Introduction of DIVIDEND POLICIES

   Posted On :  20.06.2018 04:33 am

Dividend policy and decision are critical and crucial areas of management.

Introduction
 
Dividend policy and decision are critical and crucial areas of management. Dividends are earnings which are distributed to the shareholders. The percentage of earnings paid or dividends declared is called payout ratio.
 
A high pay out means more dividends and this will lead to less funds internally generated and available for expansion and growth. A low pay out therefore should result in higher growth as retained earnings are significant internal sources of financing the growth of the firm.
 
Such dividend policies affect the market value of the firm. Whether such dividend will result in increased value or not will be directly dependent on the profitable investment opportunities available and exploited by the firm.
 
On the other hand, there is a predominant view that dividends are bad as they lead to the payment of higher taxes and they reduce the shareholders’ wealth. Dividends when declared are taxed by the governments.

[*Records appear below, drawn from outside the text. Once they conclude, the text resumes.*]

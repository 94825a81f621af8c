use std::collections::HashMap;
use std::fmt;

use crate::ir::tensor::element_count;
use crate::ir::{Graph, Op, ShapeFact, ValueId, infer_shapes};

#[derive(Debug, Clone)]
pub struct VerifyError {
    pub message: String,
}

impl fmt::Display for VerifyError {
    fn fmt(&self, f: &mut fmt::Formatter<'_>) -> fmt::Result {
        f.write_str(&self.message)
    }
}

impl std::error::Error for VerifyError {}

pub fn verify_graph(graph: &Graph) -> Result<(), VerifyError> {
    let mut value_producer: HashMap<ValueId, usize> = HashMap::new();

    for (index, node) in graph.nodes.iter().enumerate() {
        if node.id.0 != index {
            return Err(err(format!(
                "Node id mismatch at index {index}: node.id={}",
                node.id.0
            )));
        }

        if value_producer.insert(node.output, index).is_some() {
            return Err(err(format!(
                "SSA violation: ValueId {} assigned more than once",
                node.output.0
            )));
        }

        for input in node.op.input_values() {
            let Some(producer_index) = value_producer.get(&input).copied() else {
                return Err(err(format!(
                    "Use-before-def or missing ValueId {} in node {}",
                    input.0, node.id.0
                )));
            };
            if producer_index >= index {
                return Err(err(format!(
                    "ValueId {} used before producer is available in node {}",
                    input.0, node.id.0
                )));
            }
        }

        if let Op::ConstTensor { shape, data } = &node.op
            && element_count(shape) != Some(data.len())
        {
            return Err(err(format!(
                "const_tensor {shape:?} in node {} carries {} values",
                node.id.0,
                data.len()
            )));
        }

        if let Some(name) = &node.name
            && graph.value_by_name(name) != Some(node.output)
        {
            return Err(err(format!(
                "Node {} is named '{name}' but the name index disagrees",
                node.id.0
            )));
        }
    }

    let shapes = infer_shapes(graph).map_err(|shape_err| err(shape_err.message))?;

    for node in &graph.nodes {
        if let Op::Dropout { keep_prob, .. } | Op::DropoutBackward { keep_prob, .. } = &node.op
            && let Some(ShapeFact::Tensor(shape)) = shapes.get(keep_prob)
            && !shape.is_empty()
        {
            return Err(err(format!(
                "dropout keep_prob in node {} must be a scalar, got {shape:?}",
                node.id.0
            )));
        }
    }

    Ok(())
}

fn err(message: impl Into<String>) -> VerifyError {
    VerifyError {
        message: message.into(),
    }
}

#[cfg(test)]
mod tests {
    use super::verify_graph;
    use crate::ir::node::{Node, NodeId, ValueId};
    use crate::ir::{Graph, Op};

    #[test]
    fn accepts_well_formed_graph() {
        let mut graph = Graph::new();
        graph.bind_input_shape("x", vec![1, 2, 2, 3]);
        let (_, x) = graph
            .add_op(Op::Input("x".to_string()))
            .expect("add op should succeed");
        graph.add_op(Op::Relu(x)).expect("add op should succeed");
        verify_graph(&graph).expect("graph should verify");
    }

    #[test]
    fn rejects_hand_built_forward_reference() {
        let mut graph = Graph::new();
        graph
            .nodes
            .push(Node::new(NodeId(0), Op::Relu(ValueId(1)), ValueId(0)));
        graph.nodes.push(Node::new(
            NodeId(1),
            Op::Input("x".to_string()),
            ValueId(1),
        ));
        let error = verify_graph(&graph).expect_err("forward reference must fail");
        assert!(error.message.contains("ValueId 1"));
    }

    #[test]
    fn rejects_const_tensor_with_wrong_payload() {
        let mut graph = Graph::new();
        graph
            .add_op(Op::ConstTensor {
                shape: vec![2, 2],
                data: vec![1.0],
            })
            .expect("add op should succeed");
        assert!(verify_graph(&graph).is_err());
    }

    #[test]
    fn rejects_non_scalar_keep_prob() {
        let mut graph = Graph::new();
        graph.bind_input_shape("x", vec![1, 2, 2, 3]);
        graph.bind_input_shape("keep_prob", vec![2]);
        let (_, x) = graph
            .add_op(Op::Input("x".to_string()))
            .expect("add op should succeed");
        let (_, keep) = graph
            .add_op(Op::Input("keep_prob".to_string()))
            .expect("add op should succeed");
        graph
            .add_op(Op::Dropout {
                input: x,
                keep_prob: keep,
                mask_key: 2,
            })
            .expect("add op should succeed");
        let error = verify_graph(&graph).expect_err("vector keep_prob must fail");
        assert!(error.message.contains("must be a scalar"));
    }
}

Despite this there is a strong investor expectation that dividends are a form of rewards to them.
 
Given these different perceptions, what is the ideal position in the dividend declarations? How do companies construct their dividend policies? What are the factors reckoned in constructing such policies?

I. What is dividend?

 
A dividend is a bonus, an extra, a payment, a share or a surplus or periodical return on any original investments. Suppose we have invested in a company Rs.100,000 as a share holder and the company declares a return of say Rs.10,000 on this investment in a particular year, then the return is called the dividend on the investment made and the dividend pay out is 10%.
 

II. How do we define dividends?

 
Thus dividend is the distribution of value to shareholders, normally out of the profits made by the firm in a particular year. Of course, unlike interest payable on a deposit or a loan which is compulsory payment, dividend is not a compulsory yearly payment. Only if the company makes a profit decides to distribute such profits, declare dividends, the share holders will get a return.